Collection entries
╭──
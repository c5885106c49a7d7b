// Library root
// -----------
// This crate exposes a small library surface for the CLI. The binary
// (`main.rs`) uses these modules to implement the interactive CLI.
//
// Module responsibilities:
// - `config`: loads the Custom Vision credentials from the environment.
// - `api`: the blocking prediction client and the `ImageClassifier` seam.
// - `prediction`: typed wire records, validated when decoded.
// - `input`: turns an upload path or an image URL into image bytes.
// - `present`: formats predictions for the terminal.
// - `pipeline`: one interaction, input -> classify -> outcome.
// - `ui`: the interactive menu that drives `pipeline`.
pub mod api;
pub mod config;
pub mod error;
pub mod input;
pub mod logging;
pub mod pipeline;
pub mod prediction;
pub mod present;
pub mod ui;

pub use api::{ImageClassifier, PredictionClient};
pub use config::Config;
pub use error::{ClassifyError, ConfigError, InputError, PipelineError};
pub use input::{ImageInput, ImagePreview, ImageSource};
pub use prediction::Prediction;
╰──
INSTRUCTIONS TO FOLLOW
Please go through the entries and show every line with the word "interactive".

EXERCISE SOLUTION
// (`main.rs`) uses these modules to implement the interactive CLI.
// - `ui`: the interactive menu that drives `pipeline`.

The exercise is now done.